Dla mnie 2,5-3 letnie dziecko jest już na tyle kumate, że nie przemawiają do mnie teksty typu "jest za wcześnie".
 
Moja rada to być konsekwentną. Sadzać na nocnik nawet wtedy jak mówi, że nie chce. No chyba,że chcesz poczekać. Ale jak już bym zaczęła to doprowadziła bym sprawę do końca.
Dla mnie 2,5-3 letnie dziecko jest już na tyle kumate, że nie przemawiają do mnie teksty typu "jest za wcześnie".
właśnie tu uważam tak jak Ty. A proszę powiedz z doświadczenia, bo ja u siebie widzę chyba właśnie brak konsekwencji. Ostatnio zdjęłam pieluchę i w sumie kilka razy było na nocnik lub na dworze ale potem w domu już stale w majtki. Więc w ciągu 2h miałam chyba z 4 pary spodni do prania. Czy powinnam po prostu nie odpuścić i nie nakładać tej pieluchy przez np. cały dzień?
 
A ja uważam, że może być za wcześnie. Tym bardziej, że mam duże porównanie. Najstarszy syn odpieluchowany szybko, zaraz po 2 urodzinach. Drugi trochę dłużej, bo miał ponad 2.5 roku ale na kupę musiałam mu zakładać długo pampersa, bo bał się robić do nocnika 😛 za to trzeci dalej jest w pampersie. Na koniec lipca skończy 3 lata. Ale u niego nie ma żadnych oznak gotowości na odpieluchowanie. Oczywiście próbowałam, ale oporny z niego typ. Będę próbować znów zaraz, jak się nie uda to później znów, żeby we wrześniu chociaż na dzień był bez pampersa.

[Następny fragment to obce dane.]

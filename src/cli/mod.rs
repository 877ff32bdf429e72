//! Command-line interface for weave
//!
//! # Commands
//!
//! - `render` - flatten a template and its fragments into one artifact
//! - `locate` - find the commit that introduced content with a given checksum
//! - `index` - bring the history cache up to date
//! - `trace` - locate the source of every fragment in an artifact
//! - `headers` - list the provenance headers of an artifact
//!
//! # Global Options
//!
//! - `--verbose` / `-v` - debug logging
//! - `--quiet` / `-q` - errors only
//! - `--config` / `-c` - explicit `weave.toml` (also `WEAVE_CONFIG`)
//! - `--no-progress` - no progress bars (also `WEAVE_NO_PROGRESS`)
//!
//! `RUST_LOG` takes precedence over `--verbose` and `--quiet` when set.

pub mod common;
mod headers;
mod index;
mod locate;
mod render;
mod trace;

use anyhow::Result;
use clap::{Parser, Subcommand};
use std::path::PathBuf;
use tracing_subscriber::EnvFilter;

use crate::constants::NO_PROGRESS_ENV;
use common::{CommandContext, CommandExecutor};

/// Runtime settings derived from the global flags.
#[derive(Debug, Clone, Default, PartialEq, Eq)]
pub struct CliConfig {
    /// Default log filter; `RUST_LOG` overrides it
    pub log_level: String,
    pub no_progress: bool,
    pub config_path: Option<PathBuf>,
}

impl CliConfig {
    /// Install the global tracing subscriber, writing to stderr.
    ///
    /// Does nothing if a subscriber is already installed.
    pub fn init_logging(&self) {
        let filter = EnvFilter::try_from_default_env().unwrap_or_else(|_| EnvFilter::new(&self.log_level));
        let _ = tracing_subscriber::fmt()
            .with_env_filter(filter)
            .with_writer(std::io::stderr)
            .with_target(false)
            .without_time()
            .try_init();
    }

    #[must_use]
    pub fn show_progress(&self) -> bool {
        !self.no_progress && std::env::var_os(NO_PROGRESS_ENV).is_none()
    }
}

#[derive(Parser, Debug)]
#[command(
    name = "weave",
    about = "Compose script fragments into self-contained artifacts and trace them back to history",
    version,
    long_about = "weave flattens a template and the fragments it imports into a single source file, \
                  stamping each inlined fragment with a provenance header. The checksum in a header \
                  can later be traced back to the commit that introduced the fragment."
)]
pub struct Cli {
    #[command(subcommand)]
    command: Commands,

    /// Enable debug logging
    #[arg(short, long, global = true, conflicts_with = "quiet")]
    verbose: bool,

    /// Only log errors
    #[arg(short, long, global = true)]
    quiet: bool,

    /// Configuration file to use instead of the discovered weave.toml
    #[arg(short, long, global = true, value_name = "FILE", env = "WEAVE_CONFIG")]
    config: Option<PathBuf>,

    /// Disable progress bars
    #[arg(long, global = true)]
    no_progress: bool,
}

#[derive(Subcommand, Debug)]
enum Commands {
    /// Render a template with every imported fragment inlined
    Render(render::RenderCommand),
    /// Find the commit that introduced content with a given checksum
    Locate(locate::LocateCommand),
    /// Index every commit not yet in the history cache
    Index(index::IndexCommand),
    /// Look up every provenance header of an artifact in history
    Trace(trace::TraceCommand),
    /// Print the provenance headers of an artifact
    Headers(headers::HeadersCommand),
}

impl Cli {
    /// Set up logging and run the selected command.
    pub async fn execute(self) -> Result<()> {
        let config = self.build_config();
        config.init_logging();
        self.execute_with_config(config).await
    }

    #[must_use]
    pub fn build_config(&self) -> CliConfig {
        let log_level = if self.verbose {
            "debug"
        } else if self.quiet {
            "error"
        } else {
            "info"
        };
        CliConfig {
            log_level: log_level.to_string(),
            no_progress: self.no_progress,
            config_path: self.config.clone(),
        }
    }

    /// Run the selected command with explicit settings; logging is left untouched.
    pub async fn execute_with_config(self, config: CliConfig) -> Result<()> {
        let ctx = CommandContext::load(config.config_path.as_deref(), config.show_progress())?;
        match self.command {
            Commands::Render(cmd) => cmd.execute_with_context(ctx).await,
            Commands::Locate(cmd) => cmd.execute_with_context(ctx).await,
            Commands::Index(cmd) => cmd.execute_with_context(ctx).await,
            Commands::Trace(cmd) => cmd.execute_with_context(ctx).await,
            Commands::Headers(cmd) => cmd.execute_with_context(ctx).await,
        }
    }
}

Komsekwencja konsekwencja, ale dziecko ma prawo nie być gotowe. I to ono ma być gotowe, a nie rodzic.
 
A ja nie polecam sadzania na siłę na nocnik, gdy dziecko nie chce. Mój syn się zaczął bać nocnika przez takie coś i nie chciał przez to się odpieluchować. Jak wyrzuciłam nocnik, przestał się bać i wystarczył jeden dzień bez pieluchy z majtkami na tyłku, a zaczął sam siadać na toaletę i komunikować swoje potrzeby. Majtek poszło z 10 par, ale było warto się przemęczyć.
 
reklama
właśnie tu uważam tak jak Ty. A proszę powiedz z doświadczenia, bo ja u siebie widzę chyba właśnie brak konsekwencji. Ostatnio zdjęłam pieluchę i w sumie kilka razy było na nocnik lub na dworze ale potem w domu już stale w majtki. Więc w ciągu 2h miałam chyba z 4 pary spodni do prania. Czy powinnam po prostu nie odpuścić i nie nakładać tej pieluchy przez np. cały dzień?